Exercise prompt =>
Only a number is wanted here: the count of lines in the entries below that include the word "SshSession".

Exercise material =>
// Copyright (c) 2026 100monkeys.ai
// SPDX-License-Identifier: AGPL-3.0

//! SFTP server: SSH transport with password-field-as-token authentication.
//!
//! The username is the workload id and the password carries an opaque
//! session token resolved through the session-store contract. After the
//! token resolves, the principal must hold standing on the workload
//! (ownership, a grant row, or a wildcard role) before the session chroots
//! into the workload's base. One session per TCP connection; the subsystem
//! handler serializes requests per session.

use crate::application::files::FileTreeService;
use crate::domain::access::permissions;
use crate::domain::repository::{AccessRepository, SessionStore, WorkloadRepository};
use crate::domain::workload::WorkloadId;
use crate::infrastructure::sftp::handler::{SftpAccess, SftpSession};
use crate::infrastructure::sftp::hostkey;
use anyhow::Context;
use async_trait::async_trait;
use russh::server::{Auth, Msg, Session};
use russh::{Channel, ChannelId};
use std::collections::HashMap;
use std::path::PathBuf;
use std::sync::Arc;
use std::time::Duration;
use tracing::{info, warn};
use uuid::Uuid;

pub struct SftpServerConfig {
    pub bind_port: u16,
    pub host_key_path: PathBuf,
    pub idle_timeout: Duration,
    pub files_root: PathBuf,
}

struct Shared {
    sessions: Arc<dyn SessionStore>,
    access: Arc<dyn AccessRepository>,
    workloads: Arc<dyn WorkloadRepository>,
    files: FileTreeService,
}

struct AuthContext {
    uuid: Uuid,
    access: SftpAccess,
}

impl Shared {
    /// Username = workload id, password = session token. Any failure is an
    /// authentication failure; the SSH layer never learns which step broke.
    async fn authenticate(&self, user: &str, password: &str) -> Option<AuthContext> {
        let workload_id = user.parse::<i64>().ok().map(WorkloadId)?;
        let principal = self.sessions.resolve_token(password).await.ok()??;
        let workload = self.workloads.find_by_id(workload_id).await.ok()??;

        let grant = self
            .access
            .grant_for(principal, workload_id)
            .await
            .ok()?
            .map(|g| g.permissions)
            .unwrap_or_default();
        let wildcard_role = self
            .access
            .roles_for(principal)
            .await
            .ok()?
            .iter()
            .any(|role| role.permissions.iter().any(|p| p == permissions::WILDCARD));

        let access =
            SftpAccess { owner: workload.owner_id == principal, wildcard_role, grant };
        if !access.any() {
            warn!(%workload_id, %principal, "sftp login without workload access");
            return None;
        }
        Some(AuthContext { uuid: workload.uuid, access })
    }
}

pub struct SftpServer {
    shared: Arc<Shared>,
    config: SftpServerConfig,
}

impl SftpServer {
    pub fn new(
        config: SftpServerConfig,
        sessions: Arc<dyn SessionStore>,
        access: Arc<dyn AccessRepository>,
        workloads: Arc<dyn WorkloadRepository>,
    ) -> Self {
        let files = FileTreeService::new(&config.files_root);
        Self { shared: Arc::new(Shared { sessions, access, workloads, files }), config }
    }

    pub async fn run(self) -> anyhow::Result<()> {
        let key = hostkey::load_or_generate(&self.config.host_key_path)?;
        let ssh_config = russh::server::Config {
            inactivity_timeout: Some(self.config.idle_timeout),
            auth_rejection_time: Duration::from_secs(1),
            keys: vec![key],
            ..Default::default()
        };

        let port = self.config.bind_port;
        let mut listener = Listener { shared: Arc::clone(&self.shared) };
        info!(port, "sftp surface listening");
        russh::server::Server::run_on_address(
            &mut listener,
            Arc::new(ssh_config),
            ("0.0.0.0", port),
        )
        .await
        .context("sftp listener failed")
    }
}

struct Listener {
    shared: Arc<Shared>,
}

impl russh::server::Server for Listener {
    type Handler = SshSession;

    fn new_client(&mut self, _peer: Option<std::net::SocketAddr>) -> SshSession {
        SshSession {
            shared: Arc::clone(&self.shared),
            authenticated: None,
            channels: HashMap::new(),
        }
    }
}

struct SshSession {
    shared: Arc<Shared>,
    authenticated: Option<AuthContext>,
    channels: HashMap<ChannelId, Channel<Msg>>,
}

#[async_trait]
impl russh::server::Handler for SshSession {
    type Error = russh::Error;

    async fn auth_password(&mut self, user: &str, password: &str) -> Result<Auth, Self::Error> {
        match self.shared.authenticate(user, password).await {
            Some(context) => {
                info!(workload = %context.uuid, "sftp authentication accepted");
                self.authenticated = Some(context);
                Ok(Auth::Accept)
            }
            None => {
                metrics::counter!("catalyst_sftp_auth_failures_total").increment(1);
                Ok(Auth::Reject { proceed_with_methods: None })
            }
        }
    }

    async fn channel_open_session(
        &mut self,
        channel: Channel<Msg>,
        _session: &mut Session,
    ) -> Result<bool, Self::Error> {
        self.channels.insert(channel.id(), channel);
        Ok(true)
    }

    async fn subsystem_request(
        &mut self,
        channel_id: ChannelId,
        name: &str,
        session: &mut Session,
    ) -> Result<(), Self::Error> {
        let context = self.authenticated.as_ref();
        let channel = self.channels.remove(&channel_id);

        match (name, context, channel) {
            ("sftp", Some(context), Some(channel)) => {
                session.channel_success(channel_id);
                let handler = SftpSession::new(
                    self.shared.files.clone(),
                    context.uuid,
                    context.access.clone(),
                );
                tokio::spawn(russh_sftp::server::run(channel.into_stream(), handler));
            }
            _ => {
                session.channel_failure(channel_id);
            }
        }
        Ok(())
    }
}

---

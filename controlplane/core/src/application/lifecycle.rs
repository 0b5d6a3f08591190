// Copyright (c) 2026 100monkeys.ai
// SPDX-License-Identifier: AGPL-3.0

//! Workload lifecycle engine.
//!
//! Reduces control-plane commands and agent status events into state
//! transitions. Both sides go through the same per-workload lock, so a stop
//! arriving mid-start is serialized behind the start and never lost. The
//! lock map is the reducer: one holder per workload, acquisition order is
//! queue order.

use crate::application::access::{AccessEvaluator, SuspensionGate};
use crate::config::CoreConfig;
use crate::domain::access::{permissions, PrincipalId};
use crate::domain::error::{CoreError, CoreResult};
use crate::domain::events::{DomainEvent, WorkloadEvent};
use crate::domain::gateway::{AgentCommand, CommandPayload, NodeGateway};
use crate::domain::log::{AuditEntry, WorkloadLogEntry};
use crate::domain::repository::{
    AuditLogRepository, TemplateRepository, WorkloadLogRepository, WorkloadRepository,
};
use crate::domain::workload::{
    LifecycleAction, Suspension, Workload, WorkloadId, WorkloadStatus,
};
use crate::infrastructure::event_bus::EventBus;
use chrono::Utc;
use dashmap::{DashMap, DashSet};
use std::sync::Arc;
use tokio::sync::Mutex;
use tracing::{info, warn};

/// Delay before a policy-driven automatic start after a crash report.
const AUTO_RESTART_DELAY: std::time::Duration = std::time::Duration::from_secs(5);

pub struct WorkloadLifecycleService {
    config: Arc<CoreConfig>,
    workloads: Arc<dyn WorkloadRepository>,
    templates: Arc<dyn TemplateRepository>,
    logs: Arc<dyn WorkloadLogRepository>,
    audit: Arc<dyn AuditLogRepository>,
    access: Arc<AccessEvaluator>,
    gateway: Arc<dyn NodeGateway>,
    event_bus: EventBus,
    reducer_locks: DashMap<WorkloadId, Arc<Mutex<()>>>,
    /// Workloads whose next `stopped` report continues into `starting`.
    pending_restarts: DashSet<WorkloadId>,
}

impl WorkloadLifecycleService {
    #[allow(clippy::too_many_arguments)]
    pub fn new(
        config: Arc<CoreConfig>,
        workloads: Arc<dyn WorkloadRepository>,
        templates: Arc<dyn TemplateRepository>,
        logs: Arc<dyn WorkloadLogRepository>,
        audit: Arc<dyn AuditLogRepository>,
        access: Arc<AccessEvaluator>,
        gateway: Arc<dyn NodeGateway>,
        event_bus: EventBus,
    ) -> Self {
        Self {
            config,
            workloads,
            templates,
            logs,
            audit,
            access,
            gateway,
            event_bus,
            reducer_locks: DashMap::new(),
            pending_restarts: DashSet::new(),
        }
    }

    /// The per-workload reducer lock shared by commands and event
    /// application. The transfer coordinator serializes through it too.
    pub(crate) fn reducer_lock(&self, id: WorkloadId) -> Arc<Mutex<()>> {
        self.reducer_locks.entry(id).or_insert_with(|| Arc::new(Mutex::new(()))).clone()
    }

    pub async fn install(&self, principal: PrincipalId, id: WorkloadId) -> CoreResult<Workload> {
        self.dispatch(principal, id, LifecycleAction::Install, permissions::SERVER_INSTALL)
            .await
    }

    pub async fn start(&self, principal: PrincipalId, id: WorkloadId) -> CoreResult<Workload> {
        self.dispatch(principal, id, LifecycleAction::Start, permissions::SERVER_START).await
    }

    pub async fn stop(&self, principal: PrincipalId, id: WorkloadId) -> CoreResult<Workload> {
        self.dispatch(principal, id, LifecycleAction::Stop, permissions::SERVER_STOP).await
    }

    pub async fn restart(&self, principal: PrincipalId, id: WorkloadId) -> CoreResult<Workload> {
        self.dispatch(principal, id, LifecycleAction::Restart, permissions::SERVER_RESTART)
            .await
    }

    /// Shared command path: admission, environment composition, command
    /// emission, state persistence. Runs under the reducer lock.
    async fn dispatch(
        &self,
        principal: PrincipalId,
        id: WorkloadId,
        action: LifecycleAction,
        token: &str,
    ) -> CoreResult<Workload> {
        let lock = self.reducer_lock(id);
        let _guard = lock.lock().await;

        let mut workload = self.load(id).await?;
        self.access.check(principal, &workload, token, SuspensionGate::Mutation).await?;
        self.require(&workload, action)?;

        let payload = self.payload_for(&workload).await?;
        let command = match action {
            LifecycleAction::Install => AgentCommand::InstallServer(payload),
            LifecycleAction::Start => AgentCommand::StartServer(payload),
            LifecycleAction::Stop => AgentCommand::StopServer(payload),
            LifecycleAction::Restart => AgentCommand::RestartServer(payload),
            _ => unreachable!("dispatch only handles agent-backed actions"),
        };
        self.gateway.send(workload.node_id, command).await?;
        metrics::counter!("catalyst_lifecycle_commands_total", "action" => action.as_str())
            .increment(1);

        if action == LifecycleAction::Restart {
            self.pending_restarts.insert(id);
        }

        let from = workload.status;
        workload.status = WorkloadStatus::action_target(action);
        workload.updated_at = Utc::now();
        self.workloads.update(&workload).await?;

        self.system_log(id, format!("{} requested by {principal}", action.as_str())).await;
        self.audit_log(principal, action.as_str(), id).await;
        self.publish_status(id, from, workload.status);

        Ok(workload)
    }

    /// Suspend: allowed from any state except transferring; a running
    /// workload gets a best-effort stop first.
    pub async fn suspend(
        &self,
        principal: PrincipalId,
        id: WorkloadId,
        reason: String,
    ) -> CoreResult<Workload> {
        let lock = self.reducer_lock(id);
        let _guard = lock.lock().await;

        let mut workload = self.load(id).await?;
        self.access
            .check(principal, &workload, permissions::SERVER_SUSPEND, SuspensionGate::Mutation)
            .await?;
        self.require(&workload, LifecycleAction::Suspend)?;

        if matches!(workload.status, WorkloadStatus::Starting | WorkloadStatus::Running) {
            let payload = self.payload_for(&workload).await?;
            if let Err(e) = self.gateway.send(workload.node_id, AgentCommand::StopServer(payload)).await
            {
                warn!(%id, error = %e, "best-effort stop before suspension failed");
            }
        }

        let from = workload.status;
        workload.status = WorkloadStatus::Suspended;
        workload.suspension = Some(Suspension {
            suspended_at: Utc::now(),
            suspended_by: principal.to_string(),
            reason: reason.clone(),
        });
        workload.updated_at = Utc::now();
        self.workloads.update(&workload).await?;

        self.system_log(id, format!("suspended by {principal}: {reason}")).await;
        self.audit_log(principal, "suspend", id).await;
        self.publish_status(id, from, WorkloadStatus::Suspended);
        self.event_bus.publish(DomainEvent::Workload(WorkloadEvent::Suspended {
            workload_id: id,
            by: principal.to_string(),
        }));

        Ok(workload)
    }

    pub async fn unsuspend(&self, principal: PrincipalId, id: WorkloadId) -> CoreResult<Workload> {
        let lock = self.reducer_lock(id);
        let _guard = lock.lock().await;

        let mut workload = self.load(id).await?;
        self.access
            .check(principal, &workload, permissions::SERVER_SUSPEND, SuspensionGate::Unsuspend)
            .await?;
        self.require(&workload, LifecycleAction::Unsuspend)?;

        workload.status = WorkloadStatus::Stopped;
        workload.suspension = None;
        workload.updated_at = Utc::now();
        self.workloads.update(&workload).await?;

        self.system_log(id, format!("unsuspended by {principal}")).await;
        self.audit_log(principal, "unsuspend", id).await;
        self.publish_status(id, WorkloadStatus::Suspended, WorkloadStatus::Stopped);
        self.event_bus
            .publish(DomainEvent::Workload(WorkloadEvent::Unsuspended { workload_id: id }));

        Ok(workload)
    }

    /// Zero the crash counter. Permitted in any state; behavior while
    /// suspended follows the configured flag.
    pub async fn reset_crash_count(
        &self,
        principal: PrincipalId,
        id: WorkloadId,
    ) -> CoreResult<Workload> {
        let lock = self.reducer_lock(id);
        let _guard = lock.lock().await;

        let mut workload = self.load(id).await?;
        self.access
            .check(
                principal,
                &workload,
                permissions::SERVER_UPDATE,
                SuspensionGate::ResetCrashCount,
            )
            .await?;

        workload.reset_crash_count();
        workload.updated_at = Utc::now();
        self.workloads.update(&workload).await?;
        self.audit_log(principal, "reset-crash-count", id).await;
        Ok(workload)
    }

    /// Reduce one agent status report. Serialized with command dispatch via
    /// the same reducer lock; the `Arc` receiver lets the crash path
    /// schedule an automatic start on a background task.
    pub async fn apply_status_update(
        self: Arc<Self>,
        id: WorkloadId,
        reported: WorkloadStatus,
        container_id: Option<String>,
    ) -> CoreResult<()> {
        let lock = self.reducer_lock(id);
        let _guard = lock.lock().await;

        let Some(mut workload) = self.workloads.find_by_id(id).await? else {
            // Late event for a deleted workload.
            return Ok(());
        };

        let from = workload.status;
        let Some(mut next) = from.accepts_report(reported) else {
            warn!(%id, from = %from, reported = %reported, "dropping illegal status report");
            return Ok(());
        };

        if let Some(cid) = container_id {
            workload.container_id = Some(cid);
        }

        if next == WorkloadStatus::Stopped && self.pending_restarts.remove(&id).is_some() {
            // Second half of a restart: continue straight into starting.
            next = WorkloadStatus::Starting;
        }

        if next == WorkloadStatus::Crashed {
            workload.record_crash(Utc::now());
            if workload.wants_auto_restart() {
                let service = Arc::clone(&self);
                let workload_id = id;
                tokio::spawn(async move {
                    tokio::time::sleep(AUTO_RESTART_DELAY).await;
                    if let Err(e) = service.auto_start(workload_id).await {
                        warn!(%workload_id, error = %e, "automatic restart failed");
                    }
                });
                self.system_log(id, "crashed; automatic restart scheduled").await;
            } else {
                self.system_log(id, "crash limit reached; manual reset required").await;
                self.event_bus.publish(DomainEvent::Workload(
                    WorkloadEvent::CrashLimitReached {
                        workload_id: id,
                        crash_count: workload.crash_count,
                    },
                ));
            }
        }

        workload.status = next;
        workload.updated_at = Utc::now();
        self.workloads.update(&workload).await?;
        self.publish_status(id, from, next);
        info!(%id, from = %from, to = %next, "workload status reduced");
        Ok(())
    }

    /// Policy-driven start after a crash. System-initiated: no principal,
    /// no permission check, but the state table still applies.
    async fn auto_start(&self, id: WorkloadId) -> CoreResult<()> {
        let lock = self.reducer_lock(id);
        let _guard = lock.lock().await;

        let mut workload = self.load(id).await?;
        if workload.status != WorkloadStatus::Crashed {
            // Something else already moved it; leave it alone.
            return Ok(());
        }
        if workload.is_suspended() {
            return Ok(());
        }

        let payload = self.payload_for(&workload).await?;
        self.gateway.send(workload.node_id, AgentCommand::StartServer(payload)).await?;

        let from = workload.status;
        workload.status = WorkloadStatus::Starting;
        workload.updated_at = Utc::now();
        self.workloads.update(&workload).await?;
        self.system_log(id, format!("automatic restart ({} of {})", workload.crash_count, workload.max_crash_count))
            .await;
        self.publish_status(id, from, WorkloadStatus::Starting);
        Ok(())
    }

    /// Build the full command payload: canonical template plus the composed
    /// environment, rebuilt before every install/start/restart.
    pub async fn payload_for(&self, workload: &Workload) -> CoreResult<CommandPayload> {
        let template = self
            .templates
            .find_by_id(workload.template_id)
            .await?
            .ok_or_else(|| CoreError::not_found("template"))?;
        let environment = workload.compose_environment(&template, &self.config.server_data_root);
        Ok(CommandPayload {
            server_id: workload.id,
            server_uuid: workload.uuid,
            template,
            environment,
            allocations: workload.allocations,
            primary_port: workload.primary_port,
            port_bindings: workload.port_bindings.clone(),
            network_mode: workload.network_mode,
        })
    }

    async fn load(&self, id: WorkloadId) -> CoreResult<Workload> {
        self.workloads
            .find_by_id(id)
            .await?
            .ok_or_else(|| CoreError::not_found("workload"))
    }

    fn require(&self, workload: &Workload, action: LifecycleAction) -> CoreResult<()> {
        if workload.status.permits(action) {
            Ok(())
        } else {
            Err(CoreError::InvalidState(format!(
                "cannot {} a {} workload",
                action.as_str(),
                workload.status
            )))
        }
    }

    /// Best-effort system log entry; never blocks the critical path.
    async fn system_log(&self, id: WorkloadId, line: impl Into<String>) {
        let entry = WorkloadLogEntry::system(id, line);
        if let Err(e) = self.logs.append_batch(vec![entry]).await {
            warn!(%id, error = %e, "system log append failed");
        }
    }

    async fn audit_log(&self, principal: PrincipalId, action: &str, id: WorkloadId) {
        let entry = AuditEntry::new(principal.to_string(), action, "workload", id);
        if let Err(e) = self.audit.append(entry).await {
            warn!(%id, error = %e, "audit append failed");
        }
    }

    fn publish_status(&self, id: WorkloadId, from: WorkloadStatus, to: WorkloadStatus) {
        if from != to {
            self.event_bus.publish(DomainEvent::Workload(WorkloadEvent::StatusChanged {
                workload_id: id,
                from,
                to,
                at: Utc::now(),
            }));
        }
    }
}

Task result =>
5